Monthly Review Volume 64, Number 8 (January 2013)
» Notes from the Editors

As Fred Magdoff notes in his article in this issue, the Royal Society of London—one of the world’s oldest (founded in 1660) and most respected scientific bodies—declared in its 2012 report, People and the Planet, that the environmental threat to the planet as a place of human habitation is now so serious that it is necessary for humanity to “develop socio-economic systems and institutions that are not dependent on continued material consumption growth.” In other words, a radical break with capitalism’s laws of motion is called for.

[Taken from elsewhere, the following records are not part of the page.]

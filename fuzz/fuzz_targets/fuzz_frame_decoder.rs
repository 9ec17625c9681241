#![no_main]
use libfuzzer_sys::fuzz_target;
use pmon_hardware::pmsa003i::{decode_frame, encode_frame};

fuzz_target!(|data: &[u8]| {
    // Anything that decodes must decode identically after a re-encode.
    if let Ok(frame) = decode_frame(data) {
        let wire = encode_frame(&frame);
        assert_eq!(decode_frame(&wire), Ok(frame));
    }
});
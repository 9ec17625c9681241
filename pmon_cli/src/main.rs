mod cli;
mod error_fmt;
mod logging;
mod run;
mod sim;

use std::io::IsTerminal;
use std::sync::Arc;
use std::sync::atomic::{AtomicBool, Ordering};

use clap::Parser;
use eyre::WrapErr;
use pmon_core::mocks::NullDisplay;
use pmon_core::{Monitor, Stage};
use pmon_traits::{ParticleSensor, SensorBus};
use pmon_ui::ConsoleDisplay;

use crate::cli::{Cli, Commands, JSON_MODE};
use crate::error_fmt::{exit_code_for_error, format_error_json, humanize};
use crate::run::{RunSummary, build_monitor, drive, mode_name};
use crate::sim::SimKnobs;

fn main() {
    let cli = Cli::parse();
    let _ = JSON_MODE.set(cli.json);

    if let Err(e) = real_main(cli) {
        tracing::error!(error = %e, "exiting with error");
        if JSON_MODE.get().copied().unwrap_or(false) {
            println!("{}", format_error_json(&e));
        } else {
            eprintln!("{}", humanize(&e));
        }
        std::process::exit(exit_code_for_error(&e));
    }
}

fn real_main(cli: Cli) -> eyre::Result<()> {
    color_eyre::install()?;

    let cfg = pmon_config::load_file(&cli.config)?;
    let level = cli
        .log_level
        .clone()
        .or_else(|| cfg.logging.level.clone())
        .unwrap_or_else(|| "info".to_string());
    let _log_guard = logging::init(cli.json, &level, &cfg.logging)?;
    cfg.validate()?;
    tracing::debug!(config = %cli.config.display(), device = %cfg.device.id, "config loaded");

    let knobs = SimKnobs::from_env();

    match cli.cmd {
        Commands::Run {
            iterations,
            color,
            no_display,
        } => {
            let shutdown = Arc::new(AtomicBool::new(false));
            let flag = shutdown.clone();
            ctrlc::set_handler(move || flag.store(true, Ordering::Relaxed))
                .wrap_err("install Ctrl-C handler")?;

            // Screens share stdout with the JSON summary, so JSON mode hides them.
            let mut monitor = if no_display || cli.json {
                build_monitor(&cfg, &knobs, NullDisplay)?
            } else {
                let color = color && std::io::stdout().is_terminal();
                build_monitor(
                    &cfg,
                    &knobs,
                    ConsoleDisplay::new(std::io::stdout()).with_color(color),
                )?
            };
            let summary = drive(&mut monitor, iterations, &shutdown)?;
            report(&summary, cli.json);
        }
        Commands::SelfCheck => self_check(&cfg, &knobs, cli.json)?,
        Commands::Health => health(&cfg, &knobs, cli.json)?,
    }
    Ok(())
}

fn report(s: &RunSummary, json: bool) {
    if json {
        println!("{}", s.to_json());
    } else {
        println!(
            "Monitor stopped after {} iterations (mode: {}, posts: {}, failed posts: {})",
            s.iterations,
            mode_name(s.mode),
            s.posts,
            s.failed_posts
        );
    }
}

/// Bring the sensor up once and read a single measurement.
fn self_check(cfg: &pmon_config::Config, knobs: &SimKnobs, json: bool) -> eyre::Result<()> {
    #[cfg(feature = "hardware")]
    let mut bus = {
        let _ = knobs;
        pmon_hardware::pmsa003i::Pmsa003iBus::new(cfg.sensor.i2c_bus, cfg.sensor.i2c_address)
    };
    #[cfg(not(feature = "hardware"))]
    let mut bus = {
        let _ = cfg;
        sim::sensor_bus(knobs)
    };

    let mut sensor = bus
        .initialize()
        .map_err(|e| eyre::eyre!("{} failed: {e}", Stage::SensorInit))?;
    let r = sensor
        .read()
        .map_err(|e| eyre::eyre!("{} failed: {e}", Stage::SensorReading))?;
    if json {
        println!(
            "{}",
            serde_json::json!({
                "status": "ok",
                "pm10": r.pm10_standard,
                "pm25": r.pm25_standard,
                "pm100": r.pm100_standard,
            })
        );
    } else {
        println!(
            "OK: PM1 {} PM2.5 {} PM10 {}",
            r.pm10_standard, r.pm25_standard, r.pm100_standard
        );
    }
    Ok(())
}

/// Config is valid and the monitor can be assembled. No network traffic.
fn health(cfg: &pmon_config::Config, knobs: &SimKnobs, json: bool) -> eyre::Result<()> {
    let monitor: Monitor = build_monitor(cfg, knobs, NullDisplay)?;
    tracing::debug!(?monitor, "monitor assembled");
    if json {
        println!(
            "{}",
            serde_json::json!({
                "status": "ok",
                "device_id": cfg.device.id,
                "reads_before_post": cfg.cadence.reads_before_post,
                "retries_before_offline": cfg.cadence.retries_before_offline,
            })
        );
    } else {
        println!("healthy: device {}", cfg.device.id);
    }
    Ok(())
}
use thiserror::Error;

use crate::pmsa003i::FrameError;

#[derive(Debug, Error)]
pub enum HwError {
    #[error("i2c error: {0}")]
    I2c(String),
    #[error("sensor timeout")]
    Timeout,
    #[error("bad frame: {0}")]
    Frame(#[from] FrameError),
    #[error("network error: {0}")]
    Network(String),
    #[error("io: {0}")]
    Io(#[from] std::io::Error),
}

pub type Result<T> = std::result::Result<T, HwError>;
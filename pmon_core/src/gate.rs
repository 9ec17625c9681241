//! HTTP-backed connectivity checks: Wi-Fi, then internet, then server.

use pmon_traits::WifiRadio;

use crate::capabilities::{ConnectivityGate, Session};
use crate::config::{EndpointCfg, WifiCfg};
use crate::error::GateError;

pub struct HttpGate {
    radio: Box<dyn WifiRadio>,
    wifi: WifiCfg,
    endpoints: EndpointCfg,
}

impl HttpGate {
    pub fn new(radio: Box<dyn WifiRadio>, wifi: WifiCfg, endpoints: EndpointCfg) -> Self {
        Self {
            radio,
            wifi,
            endpoints,
        }
    }

    pub fn try_connect(&mut self) -> Result<Session, GateError> {
        tracing::info!(ssid = %self.wifi.ssid, "searching for wi-fi");
        let client = self
            .radio
            .open_client()
            .map_err(|e| GateError::WifiConnect(e.to_string()))?;
        if let Some(rssi) = self.radio.rssi() {
            tracing::info!(rssi, "signal strength");
        }
        tracing::info!(ssid = %self.wifi.ssid, "connecting");
        self.radio
            .connect(&self.wifi.ssid, &self.wifi.password)
            .map_err(|e| GateError::WifiConnect(e.to_string()))?;
        tracing::info!("connected to wi-fi");
        Ok(Session::new(client))
    }

    /// One GET; reachable iff the answer is exactly HTTP 200.
    pub fn check_internet(&self, session: &mut Session) -> Result<(), GateError> {
        let url = &self.endpoints.internet_test_url;
        tracing::info!(%url, "testing internet connection");
        let resp = session
            .client()
            .get(url)
            .map_err(|e| GateError::InternetUnreachable(e.to_string()))?;
        if resp.status == 200 {
            Ok(())
        } else {
            Err(GateError::InternetUnreachable(format!(
                "GET returned HTTP {}",
                resp.status
            )))
        }
    }

    /// One GET; available iff the body equals the expected text exactly.
    pub fn check_server(&self, session: &mut Session) -> Result<(), GateError> {
        let url = &self.endpoints.server_test_url;
        let expected = &self.endpoints.server_expected_response;
        tracing::info!(%url, "testing server availability");
        let resp = session
            .client()
            .get(url)
            .map_err(|e| GateError::ServerUnreachable(e.to_string()))?;
        if resp.body == *expected {
            Ok(())
        } else {
            Err(GateError::ServerUnreachable(format!(
                "expected {expected:?}, got {:?}",
                resp.body
            )))
        }
    }
}

impl ConnectivityGate for HttpGate {
    fn connect_wifi(&mut self) -> Option<Session> {
        match self.try_connect() {
            Ok(s) => Some(s),
            Err(e) => {
                tracing::warn!(error = %e, "wi-fi connection failed");
                None
            }
        }
    }

    fn test_internet(&mut self, session: &mut Session) -> bool {
        match self.check_internet(session) {
            Ok(()) => {
                tracing::info!("internet reachable");
                true
            }
            Err(e) => {
                tracing::warn!(error = %e, "internet test failed");
                false
            }
        }
    }

    fn test_server(&mut self, session: &mut Session) -> bool {
        match self.check_server(session) {
            Ok(()) => {
                tracing::info!("server returned expected response");
                true
            }
            Err(e) => {
                tracing::warn!(error = %e, "server test failed");
                false
            }
        }
    }
}
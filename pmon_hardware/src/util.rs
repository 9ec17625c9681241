use std::time::{Duration, Instant};

use crate::error::{HwError, Result};

/// Poll `ready` until it returns true or `timeout` expires.
/// Sleeps `poll_interval` between polls.
pub fn wait_until_ready(
    mut ready: impl FnMut() -> bool,
    timeout: Duration,
    poll_interval: Duration,
) -> Result<()> {
    let deadline = Instant::now() + timeout;
    while !ready() {
        if Instant::now() >= deadline {
            return Err(HwError::Timeout);
        }
        std::thread::sleep(poll_interval);
    }
    Ok(())
}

Behind this startling conclusion on the part of the Royal Society lies a nascent revolt of climate scientists against the dominance of capitalist economics in determining climate-change policy. Thus Kevin Anderson and Alice Bows of the Tyndall Centre for Climate Change Research at the University of Manchester published a 2011 article on “Beyond ‘Dangerous’ Climate Change” in the Philosophical Transactions of the Royal Society which argued that the impacts associated with the 2°C threshold have now been revised upwards, so that what had earlier been seen as marking the threshold “between acceptable and dangerous climate change,” is now recognized as representing the threshold “between dangerous and ‘extremely dangerous’ climate change”—of the kind threatening the survival of humanity. Yet, according to their argument, scientists, in an effort to accommodate themselves to the economic status quo, have downplayed this fact, as well as the fact that existing national commitments with respect to the 2°C threshold cannot possibly prevent extremely dangerous climate change—since realistic assessments would require a break with “the primacy of economic growth” and the implementation of radical socioeconomic changes. “Put bluntly, while the rhetoric of policy is to reduce emissions in line with avoiding dangerous climate change, most policy advice is to accept a high probability of extremely dangerous climate change rather than propose radical and immediate emission reductions.”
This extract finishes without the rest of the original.